On September 24, California passed a law, originally known as Senate Bill No. 606, that significantly increased the existing criminal penalties for a certain type of intentional harassment of children (and wards) aged sixteen years old or younger. This type of harassment is inflicted on the child due to his or her parent’s or guardian’s employment. In other words, the law seeks to crack down on paparazzi’s targeting famous people’s children simply because of who their parents are, and what their parents do for a living.

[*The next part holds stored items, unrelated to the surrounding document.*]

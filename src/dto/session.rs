use serde::{Deserialize, Serialize};
use utoipa::ToSchema;
use validator::Validate;

use crate::{dto::validation::validate_access_code, state::roster::Participant};

/// Public projection of a roster member. Access codes never leave the server.
#[derive(Debug, Clone, Serialize, ToSchema)]
pub struct ParticipantSummary {
    pub id: String,
    pub name: String,
    pub avatar: String,
}

impl From<&Participant> for ParticipantSummary {
    fn from(value: &Participant) -> Self {
        Self {
            id: value.id.clone(),
            name: value.name.clone(),
            avatar: value.avatar.clone(),
        }
    }
}

/// Login with a roster identity and its access code.
#[derive(Debug, Deserialize, ToSchema, Validate)]
pub struct SessionRequest {
    #[validate(length(min = 1))]
    pub participant_id: String,
    #[validate(custom(function = "validate_access_code"))]
    pub code: String,
}

/// Session issued after a successful login.
#[derive(Debug, Serialize, ToSchema)]
pub struct SessionResponse {
    /// Value to send back in the `X-Session-Token` header.
    pub token: String,
    pub participant: ParticipantSummary,
}
//! Caller roles resolved from request credentials.

use super::fixtures::ParticipantId;
use crate::error::ServiceError;

/// Proof that the caller presented the commissioner secret.
///
/// Only [`CommissionerGrant::verify`] can produce one, so any function taking a
/// grant is unreachable for participants.
#[derive(Debug, Clone, Copy, PartialEq, Eq)]
pub struct CommissionerGrant {
    _private: (),
}

impl CommissionerGrant {
    /// Check a presented token against the configured secret.
    ///
    /// Without a configured secret no grant is ever issued.
    pub fn verify(configured: Option<&str>, presented: &str) -> Option<Self> {
        match configured {
            Some(secret) if !secret.is_empty() && secret == presented => {
                Some(Self { _private: () })
            }
            _ => None,
        }
    }
}

/// Authenticated caller.
#[derive(Debug, Clone, PartialEq, Eq)]
pub enum Role {
    /// A roster member acting on their own behalf.
    Participant(ParticipantId),
    /// The operator allowed to finalize matches and run the draw.
    Commissioner(CommissionerGrant),
}

impl Role {
    /// Participant identity, if the caller is one.
    pub fn participant_id(&self) -> Option<&str> {
        match self {
            Role::Participant(id) => Some(id),
            Role::Commissioner(_) => None,
        }
    }

    /// Commissioner grant, if the caller holds one.
    pub fn commissioner(&self) -> Option<CommissionerGrant> {
        match self {
            Role::Commissioner(grant) => Some(*grant),
            Role::Participant(_) => None,
        }
    }

    /// Grant for commissioner-only operations; participants are refused.
    pub fn require_commissioner(&self) -> Result<CommissionerGrant, ServiceError> {
        self.commissioner()
            .ok_or_else(|| ServiceError::Unauthorized("commissioner role required".into()))
    }
}

#[cfg(test)]
mod tests {
    use super::*;

    #[test]
    fn grant_requires_matching_secret() {
        assert!(CommissionerGrant::verify(Some("s3cret"), "s3cret").is_some());
        assert!(CommissionerGrant::verify(Some("s3cret"), "S3CRET").is_none());
        assert!(CommissionerGrant::verify(None, "").is_none());
        assert!(CommissionerGrant::verify(Some(""), "").is_none());
    }

    #[test]
    fn participant_role_has_no_grant() {
        let role = Role::Participant("p1".into());
        assert_eq!(role.commissioner(), None);
        assert_eq!(role.participant_id(), Some("p1"));
        assert!(matches!(
            role.require_commissioner(),
            Err(ServiceError::Unauthorized(_))
        ));
    }

    #[test]
    fn commissioner_role_yields_its_grant() {
        let grant = CommissionerGrant::verify(Some("s3cret"), "s3cret").unwrap();
        let role = Role::Commissioner(grant);
        assert_eq!(role.require_commissioner().unwrap(), grant);
        assert_eq!(role.participant_id(), None);
    }
}
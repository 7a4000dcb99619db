use tracing::warn;

use crate::{dto::health::HealthResponse, state::SharedState};

/// Ping the store and report the degraded flag and cache sync state.
pub async fn health_status(state: &SharedState) -> HealthResponse {
    match state.require_fixture_store().await {
        Ok(store) => {
            if let Err(err) = store.health_check().await {
                warn!(error = %err, "storage health check failed");
            }
        }
        Err(_) => warn!("storage unavailable (degraded mode)"),
    }

    let synced = state.board().read().await.is_synced();
    if state.is_degraded() {
        HealthResponse::degraded(synced)
    } else {
        HealthResponse::ok(synced)
    }
}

Although the law at issue does not specifically mention celebrities’ children, better protecting such children from the paparazzi seems to have been the core purpose of the updated law. Accordingly, it is no surprise that both Halle Berry and Jennifer Garner testified in favor of the new law, as Entertainment Weekly reported in its October 11, 2013 issue. Indeed, Berry described her dropping her daughter off for school, as being akin to entering a “battlefield”, thanks to the paparazzi, as Entertainment Weekly also reported. Meanwhile, other stars, such as Sandra Bullock, have publicly supported Berry and Garner in their stance in favor of the law, which also covers recordings of a child’s voice; lying in wait for the child to appear; and following the child’s activities. To come within the statute, the paparazzo’s conduct must be such that it would cause a reasonable child to suffer emotional distress.

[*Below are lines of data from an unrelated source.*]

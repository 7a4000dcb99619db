use serde::{Deserialize, Serialize};
use std::time::SystemTime;
use uuid::Uuid;

/// Lifecycle status of a match as persisted by the store.
#[derive(Debug, Clone, Copy, Serialize, Deserialize, PartialEq, Eq, Hash)]
#[serde(rename_all = "SCREAMING_SNAKE_CASE")]
pub enum MatchStatusEntity {
    /// Kick-off has not happened yet.
    Upcoming,
    /// The match is being played.
    Live,
    /// The real-world result has been recorded.
    Finished,
}

impl MatchStatusEntity {
    /// Stored string representation.
    pub fn as_str(&self) -> &'static str {
        match self {
            MatchStatusEntity::Upcoming => "UPCOMING",
            MatchStatusEntity::Live => "LIVE",
            MatchStatusEntity::Finished => "FINISHED",
        }
    }
}

/// Match record as persisted by the store.
///
/// The result columns are nullable at the storage level; the domain layer
/// normalises records that break the "result iff finished" rule.
#[derive(Debug, Clone, Serialize, Deserialize, PartialEq, Eq)]
pub struct MatchEntity {
    /// Stable numeric identifier.
    pub id: u32,
    /// Home team label.
    pub home: String,
    /// Away team label.
    pub away: String,
    /// Scheduled date label.
    pub date: String,
    /// Scheduled kick-off time label.
    pub time: String,
    /// Venue label.
    pub stadium: String,
    /// Lifecycle status.
    pub status: MatchStatusEntity,
    /// Finalized home goals.
    pub result_home: Option<u32>,
    /// Finalized away goals.
    pub result_away: Option<u32>,
}

impl MatchEntity {
    /// Build a fresh, upcoming match without a result.
    pub fn upcoming(
        id: u32,
        home: impl Into<String>,
        away: impl Into<String>,
        date: impl Into<String>,
        time: impl Into<String>,
        stadium: impl Into<String>,
    ) -> Self {
        Self {
            id,
            home: home.into(),
            away: away.into(),
            date: date.into(),
            time: time.into(),
            stadium: stadium.into(),
            status: MatchStatusEntity::Upcoming,
            result_home: None,
            result_away: None,
        }
    }
}

/// Partial update applied to a match: status and result columns only.
#[derive(Debug, Clone, Copy, PartialEq, Eq)]
pub struct MatchPatch {
    /// New lifecycle status.
    pub status: MatchStatusEntity,
    /// New home result (cleared when `None`).
    pub result_home: Option<u32>,
    /// New away result (cleared when `None`).
    pub result_away: Option<u32>,
}

impl MatchPatch {
    /// Patch marking a match as finished with the given result.
    pub fn finalize(home: u32, away: u32) -> Self {
        Self {
            status: MatchStatusEntity::Finished,
            result_home: Some(home),
            result_away: Some(away),
        }
    }

    /// Patch marking a match as live and clearing any previous result.
    pub fn live() -> Self {
        Self {
            status: MatchStatusEntity::Live,
            result_home: None,
            result_away: None,
        }
    }

    /// Apply the patch to an entity in place, leaving schedule fields untouched.
    pub fn apply_to(&self, entity: &mut MatchEntity) {
        entity.status = self.status;
        entity.result_home = self.result_home;
        entity.result_away = self.result_away;
    }
}

/// A participant's predicted score for one match.
#[derive(Debug, Clone, Serialize, Deserialize, PartialEq, Eq)]
pub struct PredictionEntity {
    /// Roster identity of the predictor.
    pub participant_id: String,
    /// Match the prediction applies to.
    pub match_id: u32,
    /// Predicted home goals.
    pub home_score: u32,
    /// Predicted away goals.
    pub away_score: u32,
}

/// One giver -> receiver edge of the gift exchange.
#[derive(Debug, Clone, Serialize, Deserialize, PartialEq, Eq)]
pub struct PairingEntity {
    /// Participant giving the gift.
    pub giver_id: String,
    /// Participant receiving the gift.
    pub receiver_id: String,
}

/// The complete pairing set of one draw, stored and replaced as a single unit.
#[derive(Debug, Clone, Serialize, Deserialize, PartialEq, Eq)]
pub struct DrawEntity {
    /// Identifier of the draw epoch.
    pub id: Uuid,
    /// When the draw was performed.
    pub drawn_at: SystemTime,
    /// Every pairing produced by the draw.
    pub pairings: Vec<PairingEntity>,
}

/// Kinds of records that emit change notifications.
#[derive(Debug, Clone, Copy, PartialEq, Eq, Hash)]
pub enum EntityKind {
    /// Match records.
    Match,
    /// Prediction records.
    Prediction,
    /// Gift-exchange draw.
    Draw,
}

/// Change notification emitted by a fixture store after a successful write.
#[derive(Debug, Clone, PartialEq, Eq)]
pub enum ChangeEvent {
    /// A match record was written.
    MatchUpdated {
        /// Value before the write.
        old: Option<MatchEntity>,
        /// Value after the write.
        new: MatchEntity,
    },
    /// A prediction was inserted or overwritten.
    PredictionUpserted {
        /// Value before the write.
        old: Option<PredictionEntity>,
        /// Value after the write.
        new: PredictionEntity,
    },
    /// The draw was replaced wholesale (`new` is `None` once cleared).
    DrawReplaced {
        /// Draw before the write.
        old: Option<DrawEntity>,
        /// Draw after the write.
        new: Option<DrawEntity>,
    },
}

impl ChangeEvent {
    /// Kind of record carried by the event.
    pub fn kind(&self) -> EntityKind {
        match self {
            ChangeEvent::MatchUpdated { .. } => EntityKind::Match,
            ChangeEvent::PredictionUpserted { .. } => EntityKind::Prediction,
            ChangeEvent::DrawReplaced { .. } => EntityKind::Draw,
        }
    }
}

/// Selects which change events a subscriber receives.
#[derive(Debug, Clone, Copy, PartialEq, Eq)]
pub struct EventFilter {
    matches: bool,
    predictions: bool,
    draws: bool,
}

impl EventFilter {
    /// Receive every kind of change.
    pub fn all() -> Self {
        Self {
            matches: true,
            predictions: true,
            draws: true,
        }
    }

    /// Receive a single kind of change.
    pub fn only(kind: EntityKind) -> Self {
        Self {
            matches: kind == EntityKind::Match,
            predictions: kind == EntityKind::Prediction,
            draws: kind == EntityKind::Draw,
        }
    }

    /// Whether the filter lets the event through.
    pub fn accepts(&self, event: &ChangeEvent) -> bool {
        match event.kind() {
            EntityKind::Match => self.matches,
            EntityKind::Prediction => self.predictions,
            EntityKind::Draw => self.draws,
        }
    }
}
/// Server-side subscriber folding store changes into the shared cache.
pub mod change_feed;
/// OpenAPI documentation generation.
pub mod documentation;
/// Gift-exchange draw, clear and reveal.
pub mod draw_service;
/// Match finalization and status changes by the commissioner.
pub mod finalization_service;
/// Match listing, predictions and store snapshots.
pub mod fixture_service;
/// Health check service.
pub mod health_service;
/// Leaderboard computation with stale fallback.
pub mod leaderboard_service;
/// Insert-if-absent seeding of configured fixtures.
pub mod seed;
/// Participant login and session lookup.
pub mod session_service;
/// Server-Sent Events message generation.
pub mod sse_events;
/// Server-Sent Events broadcasting service.
pub mod sse_service;
/// Storage connection supervisor toggling degraded mode.
pub mod storage_supervisor;

#[cfg(test)]
pub(crate) mod test_support {
    use std::sync::Arc;

    use crate::{
        config::AppConfig,
        dao::{fixture_store::memory::InMemoryFixtureStore, models::MatchEntity},
        services::seed,
        state::{
            AppState, SharedState,
            auth::{CommissionerGrant, Role},
        },
    };

    pub const SECRET: &str = "whistle";

    /// State with the default roster, two fixtures and an online in-memory store.
    pub async fn seeded_state() -> (SharedState, InMemoryFixtureStore) {
        let config = AppConfig::default()
            .with_commissioner_secret(Some(SECRET.into()))
            .with_fixtures(vec![
                MatchEntity::upcoming(1, "Mexico", "South Africa", "11 Jun", "20:00", "Mexico City"),
                MatchEntity::upcoming(2, "Canada", "Norway", "12 Jun", "15:00", "Toronto"),
            ]);
        let state = AppState::new(config);
        let store = InMemoryFixtureStore::new();
        seed::seed_fixtures(&state, &store).await;
        state.install_fixture_store(Arc::new(store.clone())).await;
        (state, store)
    }

    pub fn commissioner() -> Role {
        let grant = CommissionerGrant::verify(Some(SECRET), SECRET).unwrap();
        Role::Commissioner(grant)
    }

    pub fn participant(id: &str) -> Role {
        Role::Participant(id.into())
    }
}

A Civil Action, Rather Than Jail Time and Fines, Should Be the Preferable Remedy When Paparazzi Target Children
While the original law at issue here was a good idea—for no one wants to tolerate adult behavior that bothers and even, in some cases, actually frightens children—one can argue that the heightened penalties that the new law inflicts are too harsh, given the First Amendment context. In light of the new, enhanced penalties, for a first offense, the paparazzo at issue could serve up to a year in jail, and pay a fine of $10,000. And then, going from there, the jail time and fines for an infraction only increase with additional offenses, up to a potential $30,000 fine and a jail term of up to a year, or both.
Moreover, a parent or guardian can, under the law, also initiate a civil action against the paparazzo at issue, through which the parent or guardian may recover actual damages; punitive damages; reasonable attorneys’ fees; costs; and disgorgement of the price of the sale of the photograph or voice recording of the child. The existence of these civil penalties raises the question whether criminal penalties are really appropriate here.

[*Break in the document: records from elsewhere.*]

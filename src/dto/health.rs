use serde::Serialize;
use utoipa::ToSchema;

/// Simple health response returned by the `/healthcheck` route.
#[derive(Debug, Serialize, ToSchema)]
pub struct HealthResponse {
    /// Health status ("ok" or "degraded").
    pub status: String,
    /// Whether the server-side cache has applied a store snapshot.
    pub synced: bool,
}

impl HealthResponse {
    /// Create a health response indicating the system is operational.
    pub fn ok(synced: bool) -> Self {
        Self {
            status: "ok".to_string(),
            synced,
        }
    }

    /// Create a health response indicating the system is in degraded mode.
    pub fn degraded(synced: bool) -> Self {
        Self {
            status: "degraded".to_string(),
            synced,
        }
    }
}
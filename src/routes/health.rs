use axum::{Json, Router, extract::State, routing::get};

use crate::{dto::health::HealthResponse, services::health_service, state::SharedState};

#[utoipa::path(
    get,
    path = "/healthcheck",
    tag = "health",
    responses((status = 200, description = "Service is healthy", body = HealthResponse))
)]
/// Return the current health status of the backend and ping the fixture store.
pub async fn healthcheck(State(state): State<SharedState>) -> Json<HealthResponse> {
    let status = health_service::health_status(&state).await;
    Json(status)
}

/// Configure the health routes subtree.
pub fn router() -> Router<SharedState> {
    Router::<SharedState>::new().route("/healthcheck", get(healthcheck))
}
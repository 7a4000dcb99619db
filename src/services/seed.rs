use tracing::{info, warn};

use crate::{dao::fixture_store::FixtureStore, state::SharedState};

/// Insert every configured fixture that the store does not know yet.
///
/// Existing matches are never touched, so finalized results survive restarts.
/// Failures are logged and skipped; the next successful connection retries them.
pub async fn seed_fixtures(state: &SharedState, store: &dyn FixtureStore) {
    let fixtures = state.config().fixtures();
    if fixtures.is_empty() {
        return;
    }

    let mut inserted = 0usize;
    for fixture in fixtures {
        match store.seed_match(fixture.clone()).await {
            Ok(true) => inserted += 1,
            Ok(false) => {}
            Err(err) => {
                warn!(match_id = fixture.id, error = %err, "failed to seed fixture");
            }
        }
    }
    info!(inserted, configured = fixtures.len(), "fixture seeding finished");
}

Even though paparazzi may occupy the lowest rung of First Amendment activity, they still enjoy the Amendment’s full protection. And they must, if we are to protect First Amendment activity, because in some contexts, there may be a fine line between paparazzi and more legitimate journalists. Accordingly, the inclusion, in the new law, of harsher criminal penalties, and particularly of additional jail time, seems overly punitive. Paparazzi are often well compensated for getting hard-to-find or otherwise newsworthy photos. Force them to disgorge their profits—or even a healthy multiple of their profits—when they break the law to procure a shot. But don’t send them to jail for simply taking a photograph and trying to sell it.
The most troubling aspect of the law at issue is that it treats First Amendment-protected speech as if it had no constitutional protection at all, and can be treated as if it were solely conduct, and not conduct mixed with speech.